401 N.W.2d 740, 1987 S.D. LEXIS 238
CourtSouth Dakota Supreme Court
DecidedMarch 4, 1987
Docket15039
StatusPublished
Cited by31 cases

This text of 401 N.W.2d 740 (State v. Rufener) is published on Counsel Stack Legal Research, covering South Dakota Supreme Court primary law. Counsel Stack provides free access to over 12 million legal documents including statutes, case law, regulations, and constitutions.

Bluebook
State v. Rufener, 401 N.W.2d 740, 1987 S.D. LEXIS 238 (S.D. 1987).

Opinions

MORGAN, Justice (on rehearing).

This case comes before us on a petition for rehearing. The original opinion was filed August 13, 1986. State v. Rufener, 392 N.W.2d 424 (S.D.1986) (Rufener I). We affirm in part, reverse in part, and remand for a new trial.

In his petition for rehearing, Rufener urges three separate contentions. Initially, Rufener claims that this court incorrectly upheld the trial court’s refusal of a requested accomplice instruction. Secondly, Rufener contends that this court erroneously upheld the trial court’s admission of evidence, specifically the pistol and marijuana found in Rufener’s car. Thirdly, Rufener contends this court erroneously upheld the trial court’s admission of testimony of Dahl to impeach the testimony of Pierson.

Rufener was indicted by a Minnehaha County Grand Jury and later convicted on three separate counts of distributing one pound or more of marijuana to Roger Pers-ing (Persing). Testimony and evidence offered at trial indicates that Persing would buy the marijuana from Rufener and later resell the marijuana in smaller quantities.

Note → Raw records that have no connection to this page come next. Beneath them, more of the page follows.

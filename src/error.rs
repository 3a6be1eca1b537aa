use std::fmt;

use bitflags::bitflags;

/// Outcome of a single request/response exchange on the bus.
#[derive(Debug, Clone, Copy, PartialEq, Eq)]
pub enum CommResult {
    Success,
    /// The request could not be written to the port.
    TxFail,
    /// The request itself was malformed and never sent.
    TxError,
    /// Nothing came back before the timeout.
    NoResponse,
    /// A status packet started arriving but did not complete in time.
    Timeout,
    ChecksumError,
    /// Bad header, unexpected id or impossible length.
    Corrupt,
}

impl CommResult {
    pub fn is_success(self) -> bool {
        self == CommResult::Success
    }
}

impl fmt::Display for CommResult {
    fn fmt(&self, f: &mut fmt::Formatter<'_>) -> fmt::Result {
        let text = match self {
            CommResult::Success => "success",
            CommResult::TxFail => "failed to transmit instruction packet",
            CommResult::TxError => "incorrect instruction packet",
            CommResult::NoResponse => "no status packet received",
            CommResult::Timeout => "status packet timed out",
            CommResult::ChecksumError => "status packet checksum mismatch",
            CommResult::Corrupt => "corrupted status packet",
        };
        f.write_str(text)
    }
}

bitflags! {
    /// Error byte reported by the servo in its status packet.
    #[derive(Debug, Clone, Copy, PartialEq, Eq)]
    pub struct DeviceStatus: u8 {
        const VOLTAGE = 1;
        const ANGLE = 2;
        const OVERHEAT = 4;
        const OVERCURRENT = 8;
        const OVERLOAD = 32;
    }
}

impl DeviceStatus {
    pub fn from_byte(byte: u8) -> Self {
        DeviceStatus::from_bits_retain(byte)
    }

    pub fn is_ok(self) -> bool {
        self.bits() == 0
    }
}

impl fmt::Display for DeviceStatus {
    fn fmt(&self, f: &mut fmt::Formatter<'_>) -> fmt::Result {
        if self.is_ok() {
            return f.write_str("no error");
        }
        let mut names = Vec::new();
        if self.contains(DeviceStatus::VOLTAGE) {
            names.push("input voltage");
        }
        if self.contains(DeviceStatus::ANGLE) {
            names.push("angle sensor");
        }
        if self.contains(DeviceStatus::OVERHEAT) {
            names.push("overheat");
        }
        if self.contains(DeviceStatus::OVERCURRENT) {
            names.push("overcurrent");
        }
        if self.contains(DeviceStatus::OVERLOAD) {
            names.push("overload");
        }
        let unknown = self.bits() & !DeviceStatus::all().bits();
        if unknown != 0 {
            return write!(f, "{} (unknown bits 0x{:02X})", names.join(", "), unknown);
        }
        f.write_str(&names.join(", "))
    }
}

#[derive(Debug, thiserror::Error)]
pub enum ServoError {
    #[error("communication with servo {id} failed: {result}")]
    Communication { id: u8, result: CommResult },

    #[error("servo {id} reported error status 0x{bits:02X} ({status})", bits = .status.bits())]
    Device { id: u8, status: DeviceStatus },

    #[error("invalid argument: {0}")]
    InvalidArgument(String),

    #[error("servo {id} is not reachable: {source}")]
    Unreachable {
        id: u8,
        #[source]
        source: Box<ServoError>,
    },

    #[error("{step} on servo {id} failed: {source}")]
    WriteFailed {
        id: u8,
        step: &'static str,
        #[source]
        source: Box<ServoError>,
        /// Error from the rollback lock attempt, if it failed too.
        relock: Option<Box<ServoError>>,
    },

    #[error("verification on servo {id} failed: {detail}")]
    VerifyMismatch {
        id: u8,
        detail: String,
        relock: Option<Box<ServoError>>,
    },

    #[error("configuration error: {0}")]
    Config(String),

    #[error("serial port error: {0}")]
    Serial(#[from] serialport::Error),

    #[error("IO error: {0}")]
    Io(#[from] std::io::Error),
}

impl ServoError {
    /// Bus-level failures that a later retry may clear.
    pub fn is_transient(&self) -> bool {
        matches!(self, ServoError::Communication { .. } | ServoError::Io(_))
    }
}

pub type Result<T> = std::result::Result<T, ServoError>;
#![allow(dead_code)]

use std::collections::VecDeque;
use std::io;
use std::sync::{Arc, Mutex};
use std::thread;
use std::time::Duration;

use stservo_controller::protocol::{PacketHandler, checksum};
use stservo_controller::transport::Transport;

/// Status packet as a servo would send it.
pub fn status_frame(id: u8, error: u8, params: &[u8]) -> Vec<u8> {
    let mut frame = vec![0xFF, 0xFF, id, (params.len() + 2) as u8, error];
    frame.extend_from_slice(params);
    frame.push(checksum(&frame[2..]));
    frame
}

pub fn ack(id: u8) -> Option<Vec<u8>> {
    Some(status_frame(id, 0, &[]))
}

pub fn value_u8(id: u8, value: u8) -> Option<Vec<u8>> {
    Some(status_frame(id, 0, &[value]))
}

pub fn value_u16(id: u8, value: u16) -> Option<Vec<u8>> {
    Some(status_frame(id, 0, &value.to_le_bytes()))
}

#[derive(Default)]
struct Script {
    replies: VecDeque<Option<Vec<u8>>>,
    pending: Vec<u8>,
    sent: Vec<Vec<u8>>,
    receive_calls: usize,
    closed: bool,
}

/// Transport that answers each sent frame with the next scripted reply.
///
/// `None` in the script means the servo stays silent for that exchange.
#[derive(Clone, Default)]
pub struct ScriptedTransport {
    script: Arc<Mutex<Script>>,
}

impl ScriptedTransport {
    pub fn new() -> Self {
        Self::default()
    }

    pub fn reply(&self, reply: Option<Vec<u8>>) -> &Self {
        self.script.lock().unwrap().replies.push_back(reply);
        self
    }

    /// A successful ping is two exchanges: PING then a model number read.
    pub fn ping_ok(&self, id: u8, model: u16) -> &Self {
        self.reply(ack(id)).reply(value_u16(id, model))
    }

    pub fn sent(&self) -> Vec<Vec<u8>> {
        self.script.lock().unwrap().sent.clone()
    }

    pub fn receive_calls(&self) -> usize {
        self.script.lock().unwrap().receive_calls
    }

    pub fn unused_replies(&self) -> usize {
        self.script.lock().unwrap().replies.len()
    }

    pub fn is_closed(&self) -> bool {
        self.script.lock().unwrap().closed
    }

    pub fn handler(&self) -> PacketHandler<ScriptedTransport> {
        PacketHandler::new(self.clone()).with_timeout(Duration::from_millis(5))
    }
}

impl Transport for ScriptedTransport {
    fn send(&mut self, bytes: &[u8]) -> io::Result<()> {
        let mut script = self.script.lock().unwrap();
        script.sent.push(bytes.to_vec());
        // Broadcast frames get no reply and consume no script entry.
        if bytes.get(2) == Some(&0xFE) {
            return Ok(());
        }
        if let Some(Some(reply)) = script.replies.pop_front() {
            script.pending.extend_from_slice(&reply);
        }
        Ok(())
    }

    fn receive(&mut self, max_len: usize, timeout: Duration) -> io::Result<Vec<u8>> {
        {
            let mut script = self.script.lock().unwrap();
            script.receive_calls += 1;
            if !script.pending.is_empty() {
                let take = max_len.min(script.pending.len());
                return Ok(script.pending.drain(..take).collect());
            }
        }
        thread::sleep(timeout);
        Err(io::Error::new(io::ErrorKind::TimedOut, "scripted silence"))
    }

    fn clear_input(&mut self) -> io::Result<()> {
        self.script.lock().unwrap().pending.clear();
        Ok(())
    }

    fn close(&mut self) {
        self.script.lock().unwrap().closed = true;
    }
}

Testimony also reveals that Persing assisted Rufener in arranging sales and in packaging the marijuana.

The pistol, a small amount of marijuana, and the marijuana cigarettes, items claimed inadmissible by Rufener as part of his second contention on rehearing, were obtained during a search of his rented vehicle incident to a valid search conducted with a warrant. The trial court admitted this evidence in spite of objections by defendant’s counsel. Counsel objected, stating that the evidence was not “relevant to the charges pending against my client.”

Nancy Pierson, Rufener’s girl friend, was called to testify primarily about two subjects. The prosecution questioned Pier-son about setting up a telephone call between Rufener and Persing. Pierson admitted arranging this call, but claimed she knew nothing about its content. The prosecution also inquired whether Pierson had ever spoken with agent Duane Dahl (Dahl) about Rufener’s involvement with the transportation, sale, and distribution of marijuana. Pierson admitted talking to Dahl but denied that she had discussed marijuana dealing, whereupon the prosecution produced Dahl on rebuttal. Dahl testified over hearsay objection and related to the jury hearsay statements Pierson allegedly made to Dahl in April of 1983.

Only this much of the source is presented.